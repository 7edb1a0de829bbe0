//! Fixed-size rolling window over daily transaction counts

use std::collections::VecDeque;

/// Ring buffer with exact running sum and sum of squares
///
/// Counts are integers, so both sums are kept in `u128` and the variance
/// numerator `n·Σx² − (Σx)²` is computed without rounding before the final
/// division. Each push is O(1) while the sums fit.
///
/// Σx² of a few values near `u64::MAX` does not fit in `u128`. `sum_sq` is
/// then `None` and is rebuilt on each push until it fits again; mean and
/// std fall back to a two-pass `f64` computation meanwhile.
#[derive(Debug, Clone)]
pub struct RollingWindow {
    capacity: usize,
    values: VecDeque<u64>,
    sum: u128,
    sum_sq: Option<u128>,
}

impl RollingWindow {
    pub fn new(capacity: usize) -> Self {
        let capacity = capacity.max(1);
        Self {
            capacity,
            values: VecDeque::with_capacity(capacity),
            sum: 0,
            sum_sq: Some(0),
        }
    }

    /// Add a value, evicting the oldest once the window is full
    pub fn push(&mut self, value: u64) {
        if self.values.len() == self.capacity {
            if let Some(old) = self.values.pop_front() {
                let old = old as u128;
                self.sum -= old;
                self.sum_sq = self.sum_sq.map(|sq| sq - old * old);
            }
        }

        let v = value as u128;
        self.values.push_back(value);
        self.sum += v;
        self.sum_sq = match self.sum_sq {
            Some(sq) => sq.checked_add(v * v),
            None => self.rescan_sum_sq(),
        };
    }

    fn rescan_sum_sq(&self) -> Option<u128> {
        self.values.iter().try_fold(0u128, |acc, &x| {
            let x = x as u128;
            acc.checked_add(x * x)
        })
    }

    pub fn len(&self) -> usize {
        self.values.len()
    }

    pub fn is_empty(&self) -> bool {
        self.values.is_empty()
    }

    pub fn is_full(&self) -> bool {
        self.values.len() == self.capacity
    }

    pub fn capacity(&self) -> usize {
        self.capacity
    }

    pub fn mean(&self) -> Option<f64> {
        if self.values.is_empty() {
            return None;
        }
        Some(self.sum as f64 / self.values.len() as f64)
    }

    /// Sample standard deviation (N-1 divisor); 0 for fewer than two values
    pub fn sample_std(&self) -> f64 {
        let n = self.values.len() as u128;
        if n < 2 {
            return 0.0;
        }

        // n·Σx² ≥ (Σx)², so the subtraction cannot underflow
        let numerator = self
            .sum_sq
            .and_then(|sq| n.checked_mul(sq))
            .zip(self.sum.checked_mul(self.sum))
            .map(|(a, b)| a - b);

        match numerator {
            Some(numerator) => (numerator as f64 / (n * (n - 1)) as f64).sqrt(),
            None => self.two_pass_std(),
        }
    }

    fn two_pass_std(&self) -> f64 {
        let n = self.values.len() as f64;
        let mean = self.values.iter().map(|&x| x as f64).sum::<f64>() / n;
        let squares: f64 = self.values.iter().map(|&x| (x as f64 - mean).powi(2)).sum();
        (squares / (n - 1.0)).sqrt()
    }
}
|---|
◆ WHAT THE EXERCISE ASKS:
The line containing "#[derive(Debug, Clone)]" marks the end: copy exactly every line from the top of the data above down to it, that line included.

◆ EXERCISE OUTPUT:
repository 7edb1a0de829bbe0
//! Fixed-size rolling window over daily transaction counts

use std::collections::VecDeque;

/// Ring buffer with exact running sum and sum of squares
///
/// Counts are integers, so both sums are kept in `u128` and the variance
/// numerator `n·Σx² − (Σx)²` is computed without rounding before the final
/// division. Each push is O(1) while the sums fit.
///
/// Σx² of a few values near `u64::MAX` does not fit in `u128`. `sum_sq` is
/// then `None` and is rebuilt on each push until it fits again; mean and
/// std fall back to a two-pass `f64` computation meanwhile.
#[derive(Debug, Clone)]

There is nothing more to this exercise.